Our days at the conference were full: writing daily newsletters to our 200+ supporters back home, meeting with other Christian and faith-based groups to discuss strategy, sitting in on negotiating sessions, meeting with U.S. and Canadian negotiating teams, maintaining a social media presence and writing for various blogs.

In the end, the world walked away with a relatively ambitious agreement on a common path forward for addressing a changing
UN-controlroomUSA climate and protecting those around the world whose livelihoods are most threatened.

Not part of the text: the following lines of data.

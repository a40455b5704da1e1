use std::{
    sync::{
        atomic::{AtomicBool, Ordering},
        Arc,
    },
    time::Duration,
};

use async_trait::async_trait;
use russh::{client, Disconnect};
use russh_keys::key::PublicKey;
use russh_sftp::client::SftpSession;
use tokio::sync::OnceCell;
use tracing::{debug, warn};

use crate::{
    error::{Result, TransportError},
    target::{Authentication, ResolvedTarget},
    transport::{CommandChannel, Session, TransferChannel},
};

use super::{executor::RusshCommandChannel, filesystem::RusshTransferChannel, with_timeout};

/// Accepts known host keys, learns unknown ones and rejects changed ones.
/// With verification off every key is accepted.
#[derive(Debug)]
pub struct HostKeyHandler {
    host: String,
    port: u16,
    verify: bool,
}

impl HostKeyHandler {
    pub fn new(host: impl Into<String>, port: u16, verify: bool) -> Self {
        HostKeyHandler {
            host: host.into(),
            port,
            verify,
        }
    }
}

#[async_trait]
impl client::Handler for HostKeyHandler {
    type Error = TransportError;

    async fn check_server_key(
        &mut self,
        server_public_key: &PublicKey,
    ) -> std::result::Result<bool, Self::Error> {
        if !self.verify {
            return Ok(true);
        }
        match russh_keys::check_known_hosts(&self.host, self.port, server_public_key) {
            Ok(true) => Ok(true),
            Ok(false) => {
                warn!(host = %self.host, port = self.port, "learning unknown host key");
                let learned =
                    russh_keys::learn_known_hosts(&self.host, self.port, server_public_key);
                if let Err(err) = learned {
                    warn!(host = %self.host, error = %err, "could not record host key");
                }
                Ok(true)
            }
            Err(err) => {
                warn!(
                    host = %self.host,
                    port = self.port,
                    error = %err,
                    "host key verification failed"
                );
                Err(TransportError::HostKeyRejected(format!("{}:{}", self.host, self.port)))
            }
        }
    }
}

pub struct RusshSession {
    target: ResolvedTarget,
    config: Arc<client::Config>,
    handle: OnceCell<client::Handle<HostKeyHandler>>,
    disconnected: AtomicBool,
}

impl RusshSession {
    pub(super) fn new(target: ResolvedTarget, config: Arc<client::Config>) -> Self {
        RusshSession {
            target,
            config,
            handle: OnceCell::new(),
            disconnected: AtomicBool::new(false),
        }
    }

    fn handle(&self) -> Result<&client::Handle<HostKeyHandler>> {
        match self.handle.get() {
            Some(handle) if self.is_connected() => Ok(handle),
            _ => Err(TransportError::channel(format!("session {} is not connected", self.target))),
        }
    }

    async fn authenticate(&self, handle: &mut client::Handle<HostKeyHandler>) -> Result<bool> {
        let username = self.target.username.clone();
        let authenticated = match &self.target.authentication {
            Authentication::Password(password) => {
                handle.authenticate_password(username, password.as_str()).await?
            }
            Authentication::PrivateKey { path, passphrase } => {
                let key_pair =
                    russh_keys::load_secret_key(path, passphrase.as_deref()).map_err(|err| {
                        TransportError::Authentication(format!(
                            "{} (key {}: {err})",
                            self.target,
                            path.display()
                        ))
                    })?;
                handle.authenticate_publickey(username, Arc::new(key_pair)).await?
            }
            Authentication::None => handle.authenticate_none(username).await?,
        };
        Ok(authenticated)
    }
}

#[async_trait]
impl Session for RusshSession {
    async fn connect(&self, timeout: Option<Duration>) -> Result<()> {
        let handler = HostKeyHandler::new(
            &self.target.host,
            self.target.port,
            self.target.verify_host_key,
        );
        let address = (self.target.host.clone(), self.target.port);
        let connecting = async {
            client::connect(self.config.clone(), address, handler)
                .await
                .map_err(|err| match err {
                    TransportError::HostKeyRejected(_) => err,
                    other => TransportError::Connection {
                        host: self.target.host.clone(),
                        message: other.to_string(),
                    },
                })
        };
        let mut handle = with_timeout(timeout, connecting).await?;

        let authenticated = with_timeout(timeout, self.authenticate(&mut handle)).await;
        // kept even on failure so the owner can tear the transport down
        let _ = self.handle.set(handle);
        match authenticated {
            Ok(true) => {
                debug!(target = %self.target, "authenticated");
                Ok(())
            }
            Ok(false) => Err(TransportError::Authentication(self.target.to_string())),
            Err(err) => Err(err),
        }
    }

    fn is_connected(&self) -> bool {
        match self.handle.get() {
            Some(handle) => !self.disconnected.load(Ordering::SeqCst) && !handle.is_closed(),
            None => false,
        }
    }

    async fn disconnect(&self) {
        if self.disconnected.swap(true, Ordering::SeqCst) {
            return;
        }
        if let Some(handle) = self.handle.get() {
            if let Err(err) = handle.disconnect(Disconnect::ByApplication, "", "English").await {
                debug!(
                    target = %self.target,
                    error = %err,
                    "disconnect after transport already closed"
                );
            }
        }
    }

    async fn open_transfer_channel(
        &self,
        timeout: Option<Duration>,
    ) -> Result<Box<dyn TransferChannel>> {
        let handle = self.handle()?;
        let opening = async {
            let channel = handle.channel_open_session().await?;
            channel.request_subsystem(true, "sftp").await?;
            let sftp = SftpSession::new(channel.into_stream()).await?;
            Ok::<_, TransportError>(sftp)
        };
        let sftp = with_timeout(timeout, opening).await?;
        Ok(Box::new(RusshTransferChannel::new(sftp)))
    }

    async fn open_command_channel(&self, command: &str) -> Result<Box<dyn CommandChannel>> {
        let handle = self.handle()?;
        let mut channel = handle.channel_open_session().await?;
        channel.exec(true, command).await?;
        Ok(Box::new(RusshCommandChannel::new(channel)))
    }
}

I’ve often reflected upon the symbolism and fittingness of COP21 taking place during Advent, and my experience on that first Sunday underscored this. I was in Paris because I am waiting; because the world is waiting. Young people are waiting for effective, global steps that will protect the future of our generation and of those to come. Poor and vulnerable nations are waiting for collective action that can help ensure the survival of their people and their land. And while important progress was made in Paris, the church steadfastly proclaims that the ultimate hope of the world’s waiting is not rooted in bureaucratic legalese or governmental announcements; it is in the incarnate Lord of all creation. Precisely because Christ took on the suffering of the world in order to redeem it, the world has hope in the midst of its waiting. This is why the church waits, during Advent and from now until the new creation. We wait because there is something coming worth waiting for. We wait in hope and we wait in action.

We wait in hope for the return of the One in whom all our waiting rests.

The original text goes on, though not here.